In January 1934, he was appointed district officer for the survey of historic buildings in Oregon and Washington, on the recommendation of the U.S. Interior Department. He subsequently became assistant to the director of the Federal Housing Administration's Oregon division and, in December 1934, the division's associate director.
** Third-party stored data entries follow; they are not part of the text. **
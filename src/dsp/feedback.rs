use crate::dsp::{
    delay::DelayLine,
    distortion::soft_clip,
    filter::OnePole,
    util::flush_denormal,
};

/*
Feedback Loop
=============

A delay line whose output is saturated, scaled and added back to the
input. Placed between the exciter and the resonators it smears the burst
into a short comb-filtered echo train; with the delay tracking the note
period it behaves like a plucked string feeding the body.

    x ───(+)──────────────────────────┬──► out (the written sample)
          ▲                           │
          │                           ▼
          └── g × soft_clip(hp(·)) ◄── delay

Stability
---------

  g      Hard limited to 0.95.
  clip   |soft_clip(v)| < 1 for any v, so the fed-back term is < 0.95 and
         |out| < |x| + 0.95 no matter how long the loop runs.
  hp     A 20 Hz one-pole highpass keeps a DC offset from circulating.

Buffer
------

Storage is sized to MAX_FEEDBACK_DELAY_MS at `prepare`. Changing the delay
time only moves the read position; it never reallocates.
*/

pub const MAX_FEEDBACK: f32 = 0.95;
pub const MAX_FEEDBACK_DELAY_MS: f32 = 500.0;
pub const MIN_DRIVE: f32 = 0.1;
pub const MAX_DRIVE: f32 = 10.0;
const DC_BLOCK_HZ: f32 = 20.0;

#[derive(Debug, Clone)]
pub struct FeedbackLoop {
    line: DelayLine,
    delay_ms: f32,
    delay_samples: usize,
    feedback: f32,
    drive: f32,
    dc_block: OnePole,
    sample_rate: f32,
}

impl Default for FeedbackLoop {
    fn default() -> Self {
        Self::new()
    }
}

impl FeedbackLoop {
    pub fn new() -> Self {
        Self {
            line: DelayLine::new(),
            delay_ms: 5.0,
            delay_samples: 1,
            feedback: 0.0,
            drive: 1.0,
            dc_block: OnePole::highpass(DC_BLOCK_HZ),
            sample_rate: 0.0,
        }
    }

    /// Allocate the delay buffer for `sample_rate`. Not realtime-safe.
    pub fn prepare(&mut self, sample_rate: f32) {
        let capacity = (MAX_FEEDBACK_DELAY_MS * sample_rate / 1000.0).ceil() as usize + 2;
        self.line.allocate(capacity);
        self.dc_block.prepare(sample_rate);
        self.dc_block.reset();
        self.set_delay_time(self.delay_ms, sample_rate);
    }

    /// Delay in milliseconds, rounded to whole samples and clamped to the buffer.
    pub fn set_delay_time(&mut self, ms: f32, sample_rate: f32) {
        self.delay_ms = if ms.is_finite() { ms.max(0.0) } else { 0.0 };
        self.sample_rate = sample_rate;

        let max_delay = self.line.capacity().saturating_sub(1).max(1);
        let samples = (self.delay_ms * sample_rate / 1000.0).round();
        self.delay_samples = if samples.is_finite() {
            (samples as usize).clamp(1, max_delay)
        } else {
            1
        };
    }

    pub fn set_feedback_amount(&mut self, amount: f32) {
        self.feedback = if amount.is_nan() {
            0.0
        } else {
            amount.clamp(0.0, MAX_FEEDBACK)
        };
    }

    pub fn set_saturation_drive(&mut self, drive: f32) {
        self.drive = if drive.is_nan() {
            1.0
        } else {
            drive.clamp(MIN_DRIVE, MAX_DRIVE)
        };
    }

    #[inline]
    pub fn process_sample(&mut self, x: f32) -> f32 {
        let delayed = self.line.read(self.delay_samples);
        let blocked = self.dc_block.process(delayed);
        let written = flush_denormal(x + self.feedback * soft_clip(blocked, self.drive));
        self.line.write(written);
        written
    }

    pub fn reset(&mut self) {
        self.line.reset();
        self.dc_block.reset();
    }

    pub fn feedback_amount(&self) -> f32 {
        self.feedback
    }

    pub fn saturation_drive(&self) -> f32 {
        self.drive
    }

    pub fn delay_samples(&self) -> usize {
        self.delay_samples
    }

    /// Longest delay the buffer can hold, in samples.
    pub fn max_delay_samples(&self) -> usize {
        self.line.capacity().saturating_sub(1)
    }
}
He was named FHA director for Oregon in June 1935 and served in that post until his death in 1939.

==Works==
Works include:

===Salem===
- Curtis Cross House (1924), 1635 Fairmount Ave S, designed by architect Clarence L. Smith and completed by Jamieson Parker, listed on the National Register of Historic Places
- Carl E. Nelson House (1924), 960 E St NE, NRHP-listed

===Portland===
- Parish of St. Mark, 1025 NW 21st Ave
- First Unitarian Church of Portland, 1011 SW 12th Ave, NRHP-listed
- Caroline W. and M. Louise Flanders House, 2421 SW Arden Rd, NRHP-listed
- Frederick and Grace Greenwood House, 248 SW Kingston Ave, NRHP-listed
- William A. Haseltine House, 3231 NE U.S. Grant Place, NRHP-listed
- Edward D. Kingsley House, 2132 SW Montgomery Drive, NRHP-listed
- Donald and Ruth McGraw House, 01845 SW Military Rd, NRHP-listed

==Death==
Parker died at St. Vincent's Hospital, on December 8, 1939, after an illness lasting one month.